CONTEXTUALIZAÇÃO NECESSÁRIA
A liquidação de sentença, com as reformas processuais outrora introduzidas, atualmente apresenta contornos qualitativos de fase processual, a qual se inicia com o exarar de decisão judicial que encerra uma condenação ilíquida.
Em termos técnicos, a decisão judicial ilíquida é aquela que julga procedente ou parcialmente procedente a demanda, sem, contudo, fixar o correspondente monetário da condenação.
A decisão judicial ilíquida delimita, portanto, o “an debeatur” (direito reconhecido pela decisão judicial), deixando, contudo, de demarcar o “quantum debeatur” (valor monetário equivalente ao direito reconhecido pela decisão).
Desta forma, a liquidação da sentença tem como vocação o alcance da liquidez necessária e imprescindível a revestir a decisão judicial originária (sentença proferida no processo de conhecimento) de condições de exequibilidade.
DELIMITAÇÃO DE ESCOPO EM PERÍCIAS VOLTADAS À LIQUIDAÇÃO DE SENTENÇA
A liquidação de sentença deve seguir os contornos previamente delineados pela decisão proferida no processo de conhecimento, nada sendo possível retirar, tampouco, acrescentar, independentemente da argumentação esposada pelos atores processuais.
Desta forma, a liquidação de sentença tem o seu objeto circundado pelos limites traçados na decisão liquidanda, conforme leciona MENDONÇA LIMA[1]:
“Liquida-se e executa-se o que o Juiz deu e não aquilo que não deu, embora pudesse ter dado, se pedido ou não”.

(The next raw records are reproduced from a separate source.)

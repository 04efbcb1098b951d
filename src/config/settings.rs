//! Configuration settings structures for notifier-rs
//!
//! This module defines all configuration structures that can be loaded from
//! TOML files and environment variables.

use std::path::PathBuf;

use serde::{Deserialize, Serialize};

use crate::config::error::ConfigError;
use crate::logger::{ConsoleConfig, FileConfig, LogFormat, LoggerConfig};
use crate::services::notifications::IdStrategy;

// ============================================================================
// Default value functions
// ============================================================================

fn default_app_name() -> String {
    "notifier-rs".to_string()
}

fn default_app_version() -> String {
    crate::pkg_version().to_string()
}

fn default_kafka_brokers() -> Vec<String> {
    vec!["172.19.245.31:9092".to_string()]
}

fn default_topic() -> String {
    "notifications".to_string()
}

fn default_acks() -> String {
    "1".to_string()
}

fn default_message_timeout_ms() -> u64 {
    5_000
}

fn default_connect_timeout_ms() -> u64 {
    10_000
}

fn default_region() -> String {
    "us-east-1".to_string()
}

fn default_stream() -> String {
    "notifications".to_string()
}

fn default_log_level() -> String {
    "info".to_string()
}

fn default_true() -> bool {
    true
}

fn default_log_path() -> String {
    "logs/notifier.log".to_string()
}

fn default_log_format() -> String {
    "json".to_string()
}

// ============================================================================
// Application Configuration
// ============================================================================

/// Application basic information configuration
#[derive(Debug, Clone, PartialEq, Eq, Serialize, Deserialize)]
pub struct ApplicationConfig {
    /// Application name
    #[serde(default = "default_app_name")]
    pub name: String,

    /// Application version
    #[serde(default = "default_app_version")]
    pub version: String,
}

impl Default for ApplicationConfig {
    fn default() -> Self {
        Self {
            name: default_app_name(),
            version: default_app_version(),
        }
    }
}

// ============================================================================
// Broker Configuration
// ============================================================================

/// Message transport backing the notification producer
#[derive(Debug, Clone, Copy, PartialEq, Eq, Serialize, Deserialize, Default)]
#[serde(rename_all = "lowercase")]
pub enum BrokerKind {
    #[default]
    Kafka,
    Kinesis,
}

impl BrokerKind {
    pub fn as_str(&self) -> &'static str {
        match self {
            BrokerKind::Kafka => "kafka",
            BrokerKind::Kinesis => "kinesis",
        }
    }
}

impl std::fmt::Display for BrokerKind {
    fn fmt(&self, f: &mut std::fmt::Formatter<'_>) -> std::fmt::Result {
        f.write_str(self.as_str())
    }
}

/// Kafka producer configuration
#[derive(Debug, Clone, PartialEq, Eq, Serialize, Deserialize)]
pub struct KafkaSettings {
    /// Bootstrap broker addresses ("host:port")
    #[serde(default = "default_kafka_brokers")]
    pub brokers: Vec<String>,

    /// Destination topic
    #[serde(default = "default_topic")]
    pub topic: String,

    /// Required acknowledgements: "0", "1", "all" or "-1"
    #[serde(default = "default_acks")]
    pub acks: String,

    /// Time a message may wait for delivery, in milliseconds
    #[serde(default = "default_message_timeout_ms")]
    pub message_timeout_ms: u64,

    /// Time allowed for the initial broker contact, in milliseconds
    #[serde(default = "default_connect_timeout_ms")]
    pub connect_timeout_ms: u64,
}

impl Default for KafkaSettings {
    fn default() -> Self {
        Self {
            brokers: default_kafka_brokers(),
            topic: default_topic(),
            acks: default_acks(),
            message_timeout_ms: default_message_timeout_ms(),
            connect_timeout_ms: default_connect_timeout_ms(),
        }
    }
}

/// Kinesis producer configuration
#[derive(Debug, Clone, PartialEq, Eq, Serialize, Deserialize)]
pub struct KinesisSettings {
    /// AWS region
    #[serde(default = "default_region")]
    pub region: String,

    /// Destination stream name
    #[serde(default = "default_stream")]
    pub stream: String,

    /// Custom endpoint, e.g. a local Kinesis emulator
    #[serde(default)]
    pub endpoint_url: Option<String>,
}

impl Default for KinesisSettings {
    fn default() -> Self {
        Self {
            region: default_region(),
            stream: default_stream(),
            endpoint_url: None,
        }
    }
}

/// Broker selection and per-backend settings
#[derive(Debug, Clone, PartialEq, Eq, Serialize, Deserialize, Default)]
pub struct BrokerSettings {
    /// Selected backend
    #[serde(default)]
    pub kind: BrokerKind,

    /// How ids are generated for notifications sent without one
    #[serde(default)]
    pub id_strategy: IdStrategy,

    /// Kafka settings, used when `kind = "kafka"`
    #[serde(default)]
    pub kafka: KafkaSettings,

    /// Kinesis settings, used when `kind = "kinesis"`
    #[serde(default)]
    pub kinesis: KinesisSettings,
}

impl BrokerSettings {
    /// Human readable destination of the selected backend
    pub fn target(&self) -> String {
        match self.kind {
            BrokerKind::Kafka => format!(
                "kafka topic '{}' on {}",
                self.kafka.topic,
                self.kafka.brokers.join(",")
            ),
            BrokerKind::Kinesis => format!(
                "kinesis stream '{}' in {}",
                self.kinesis.stream, self.kinesis.region
            ),
        }
    }
}

// ============================================================================
// Logger Settings
// ============================================================================

/// Console output settings
#[derive(Debug, Clone, PartialEq, Eq, Serialize, Deserialize)]
pub struct ConsoleSettings {
    /// Whether console output is enabled
    #[serde(default = "default_true")]
    pub enabled: bool,

    /// Whether to use colored output
    #[serde(default = "default_true")]
    pub colored: bool,
}

impl Default for ConsoleSettings {
    fn default() -> Self {
        Self {
            enabled: default_true(),
            colored: default_true(),
        }
    }
}

/// File output settings
#[derive(Debug, Clone, PartialEq, Eq, Serialize, Deserialize)]
pub struct FileSettings {
    /// Whether file output is enabled
    #[serde(default)]
    pub enabled: bool,

    /// Path to the log file
    #[serde(default = "default_log_path")]
    pub path: String,

    /// Whether to append to existing file
    #[serde(default = "default_true")]
    pub append: bool,

    /// Log format: "full", "compact", or "json"
    #[serde(default = "default_log_format")]
    pub format: String,
}

impl Default for FileSettings {
    fn default() -> Self {
        Self {
            enabled: false,
            path: default_log_path(),
            append: default_true(),
            format: default_log_format(),
        }
    }
}

/// Logger configuration settings
#[derive(Debug, Clone, PartialEq, Eq, Serialize, Deserialize)]
pub struct LoggerSettings {
    /// Log level: "trace", "debug", "info", "warn", "error"
    #[serde(default = "default_log_level")]
    pub level: String,

    /// Console output settings
    #[serde(default)]
    pub console: ConsoleSettings,

    /// File output settings
    #[serde(default)]
    pub file: FileSettings,
}

impl Default for LoggerSettings {
    fn default() -> Self {
        Self {
            level: default_log_level(),
            console: ConsoleSettings::default(),
            file: FileSettings::default(),
        }
    }
}

impl LoggerSettings {
    /// Convert LoggerSettings to LoggerConfig
    ///
    /// This method transforms the configuration file representation into
    /// the runtime LoggerConfig used by the logger module.
    pub fn into_logger_config(self) -> Result<LoggerConfig, ConfigError> {
        let console_config = self.console.into_console_config();
        let file_config = self.file.into_file_config()?;

        LoggerConfig::new(console_config, file_config, self.level).map_err(|e| {
            ConfigError::ValidationError {
                field: "logger".to_string(),
                message: e.to_string(),
            }
        })
    }
}

impl ConsoleSettings {
    /// Convert ConsoleSettings to ConsoleConfig
    pub fn into_console_config(self) -> ConsoleConfig {
        ConsoleConfig::new(self.enabled, self.colored)
    }
}

impl FileSettings {
    /// Convert FileSettings to FileConfig
    pub fn into_file_config(self) -> Result<FileConfig, ConfigError> {
        let format = self
            .format
            .parse::<LogFormat>()
            .map_err(|e| ConfigError::ValidationError {
                field: "logger.file.format".to_string(),
                message: e.to_string(),
            })?;

        FileConfig::new(self.enabled, PathBuf::from(self.path), self.append, format).map_err(|e| {
            ConfigError::ValidationError {
                field: "logger.file".to_string(),
                message: e.to_string(),
            }
        })
    }
}

// ============================================================================
// Main Settings Structure
// ============================================================================

/// Complete application settings
///
/// This structure represents the entire configuration that can be loaded
/// from TOML files and environment variables.
#[derive(Debug, Clone, PartialEq, Serialize, Deserialize, Default)]
pub struct Settings {
    /// Application information
    #[serde(default)]
    pub application: ApplicationConfig,

    /// Broker configuration
    #[serde(default)]
    pub broker: BrokerSettings,

    /// Logger configuration
    #[serde(default)]
    pub logger: LoggerSettings,
}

Neste mesmo sentido, vem bem a calhar os ensinamentos extraídos da cátedra de WAMBIER[2], o qual, dedicando obra exclusiva sobre o assunto, assim leciona:
“O objeto litigioso da liquidação de sentença está, entretanto, absoluta e completamente limitado pelo que se decidiu na sentença que se vai liquidar. Qualquer desbordamento desses estreitos limites ensejará a incidência da vedação imposta pelo art. 475-G do Código de Processo Civil (equivalente ao revogado art. 610). Segundo esse dispositivo, É defeso, na liquidação, discutir de novo a lide ou modificar a sentença que a julgou.”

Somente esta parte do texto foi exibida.